When the world’s biggest bankers and retailers say the system is too expensive and inefficient to survive, you know the "backstop" has become a noose.

Why We Can’t Just "Pick Two" Anymore
We are currently living in a world that has chosen Bailouts and Stability (or at least the appearance of it). But this choice has effectively murdered the Free Market.
When you remove the risk of failure, you remove the reason for efficiency. Why should a company optimize its costs or treat its employees well if it knows the "Economic Narrative Machine" will eventually manufacture a reason to save them from their own bad decisions?
This is the last frontier of expense reduction. Smart companies are starting to realize that the current system: whether it’s the financial market or the medical industry: is unsustainable. We see companies starting to hire their own medical staff, building their own clinics, and negotiating drug costs directly because the "market" they are forced to participate in is a fiction.
They are trying to opt-out of the madness. They’re realizing that investing $100 in a gym membership for an employee is better than paying $10,000 for a cardiac event later. They’re looking for "health outcomes" instead of "medical billing units."

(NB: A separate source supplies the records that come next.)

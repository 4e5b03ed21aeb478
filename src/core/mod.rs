//! Core invoice types, record mapping, configuration and errors.
//!
//! A CSV row becomes an [`InvoiceLine`] through an explicit [`RecordLayout`]
//! schema; VAT is derived at the fixed Italian standard rate.

mod config;
mod error;
mod mapping;
mod types;

pub use config::*;
pub use error::*;
pub use mapping::{AMOUNT_SCALE, VAT_RATE, compute_vat, format_amount};
pub use types::*;
#[cfg(test)]
mod tests {
    use super::*;

    const CONFIG: &str = r#"# project version
[current_version]
major = "1"   # breaking
minor = "2"
patch = 5
build = "41"

[bump]
reset_order = "major, minor, patch"
auto = ["build"]

[syntax]
read_regex = 'version = "(?P<full>\d+\.\d+\.\d+)"'
write_dev = 'version = "{major}.{minor}.{patch}+{build}"'
write_prod = 'version = "{major}.{minor}.{patch}"'

[write]
files = "Cargo.toml, docs/VERSION"
"#;

    fn record(pairs: &[(&str, &str)]) -> VersionRecord {
        pairs.iter().copied().collect()
    }

    #[test]
    fn test_parse_full_config() {
        let config = Config::parse("vbump.toml", CONFIG).unwrap();
        assert_eq!(
            config.current_version,
            record(&[("major", "1"), ("minor", "2"), ("patch", "5"), ("build", "41")])
        );
        assert_eq!(config.policy.reset_order, vec!["major", "minor", "patch"]);
        assert_eq!(config.policy.auto, vec!["build"]);
        assert_eq!(config.syntax.read_regex, r#"version = "(?P<full>\d+\.\d+\.\d+)""#);
        assert_eq!(
            config.syntax.write_pattern(Format::Prod),
            r#"version = "{major}.{minor}.{patch}""#
        );
        assert_eq!(
            config.syntax.write_pattern(Format::Dev),
            r#"version = "{major}.{minor}.{patch}+{build}""#
        );
        assert_eq!(
            config.files,
            vec![PathBuf::from("Cargo.toml"), PathBuf::from("docs/VERSION")]
        );
        assert!(config.backup);
    }

    #[test]
    fn test_example_config_parses() {
        let config = Config::parse(DEFAULT_CONFIG_FILE, EXAMPLE_CONFIG).unwrap();
        assert_eq!(config.current_version.field_names(), vec!["major", "minor", "patch", "build"]);
        assert_eq!(config.policy.auto, vec!["build"]);
        assert_eq!(config.files.len(), 2);
    }

    #[test]
    fn test_optional_sections_default_to_empty() {
        let config = Config::parse(
            "vbump.toml",
            r#"
[current_version]
major = "1"

[syntax]
read_regex = '\d+'
write_dev = "{major}"
write_prod = "{major}"
"#,
        )
        .unwrap();
        assert!(config.policy.reset_order.is_empty());
        assert!(config.policy.auto.is_empty());
        assert!(config.files.is_empty());
        assert!(config.backup);
    }

    #[test]
    fn test_backup_can_be_disabled() {
        let contents = CONFIG.replace("[write]\n", "[write]\nbackup = false\n");
        let config = Config::parse("vbump.toml", &contents).unwrap();
        assert!(!config.backup);
    }

    #[test]
    fn test_empty_list_string() {
        let contents = CONFIG.replace("auto = [\"build\"]", "auto = \"\"");
        let config = Config::parse("vbump.toml", &contents).unwrap();
        assert!(config.policy.auto.is_empty());
    }

    #[test]
    fn test_missing_current_version_section() {
        let err = Config::parse(
            "vbump.toml",
            "[syntax]\nread_regex = 'x'\nwrite_dev = 'x'\nwrite_prod = 'x'\n",
        )
        .unwrap_err();
        assert!(matches!(err, ConfigError::MissingSection("current_version")));
    }

    #[test]
    fn test_missing_syntax_key() {
        let contents = CONFIG.replace("write_prod = 'version = \"{major}.{minor}.{patch}\"'\n", "");
        let err = Config::parse("vbump.toml", &contents).unwrap_err();
        assert!(matches!(
            err,
            ConfigError::MissingKey {
                section: "syntax",
                key: "write_prod"
            }
        ));
    }

    #[test]
    fn test_invalid_field_value() {
        let contents = CONFIG.replace("minor = \"2\"", "minor = 2.5");
        let err = Config::parse("vbump.toml", &contents).unwrap_err();
        assert!(matches!(err, ConfigError::InvalidValue { ref key, .. } if key == "minor"));
    }

    #[test]
    fn test_invalid_toml() {
        let err = Config::parse("vbump.toml", "[current_version\nmajor = 1").unwrap_err();
        assert!(matches!(err, ConfigError::Parse { .. }));
        assert!(err.to_string().contains("vbump.toml"));
    }

    #[test]
    fn test_set_current_version_keeps_style_and_comments() {
        let mut config = Config::parse("vbump.toml", CONFIG).unwrap();
        let changed = config.set_current_version(&record(&[
            ("major", "2"),
            ("minor", "0"),
            ("patch", "0"),
            ("build", "42"),
        ]));
        assert!(changed);

        let saved = config.to_toml_string();
        assert!(saved.starts_with("# project version\n"));
        assert!(saved.contains("major = \"2\""));
        assert!(saved.contains("# breaking"));
        assert!(saved.contains("minor = \"0\"\n"));
        assert!(saved.contains("patch = 0\n"));
        assert!(saved.contains("build = \"42\"\n"));
        assert!(saved.contains("reset_order = \"major, minor, patch\""));
        assert_eq!(config.current_version.get("major"), Some("2"));
    }

    #[test]
    fn test_set_current_version_unchanged() {
        let mut config = Config::parse("vbump.toml", CONFIG).unwrap();
        let current = config.current_version.clone();
        assert!(!config.set_current_version(&current));
        assert_eq!(config.to_toml_string(), CONFIG);
    }

    #[test]
    fn test_set_current_version_ignores_unknown_fields() {
        let mut config = Config::parse("vbump.toml", CONFIG).unwrap();
        assert!(!config.set_current_version(&record(&[("epoch", "1")])));
        assert!(!config.current_version.contains("epoch"));
    }

    #[test]
    fn test_load_and_save_round_trip() {
        let temp_dir = tempfile::TempDir::new().unwrap();
        let path = temp_dir.path().join("vbump.toml");
        std::fs::write(&path, CONFIG).unwrap();

        let mut config = Config::load(&path).unwrap();
        assert_eq!(config.path(), path.as_path());
        assert_eq!(config.files[0], temp_dir.path().join("Cargo.toml"));

        config.set_current_version(&record(&[("patch", "6")]));
        config.save().unwrap();

        let reloaded = Config::load(&path).unwrap();
        assert_eq!(reloaded.current_version.get("patch"), Some("6"));
        assert_eq!(reloaded.current_version.get("minor"), Some("2"));
    }

    #[test]
    fn test_load_missing_file() {
        let temp_dir = tempfile::TempDir::new().unwrap();
        let err = Config::load(temp_dir.path().join("vbump.toml")).unwrap_err();
        assert!(matches!(err, ConfigError::Read { .. }));
    }
}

The Bottom Line for the Regular Guy
The "Free Market" is a beautiful idea, but right now, it’s mostly used as a bedtime story to tell small business owners while the giant corporations enjoy the warm embrace of a government backstop.
We are told we live in a capitalist society, but we actually live in a "Headroom Society." There’s plenty of room for us to fail at the bottom, but there’s a hard ceiling on how much the people at the top are allowed to lose.
Until we stop socializing the losses of the big players, we will never have a truly free market. And until we have a free market, we will continue to see the price of everything: from eggs to heart surgery: climb higher while our actual quality of life stays flat.
We spend a third of our lives working to fuel this machine. It’s time we started asking why the machine only seems to have a safety net for the people who already own it.
Be mindful, be watchful and good luck.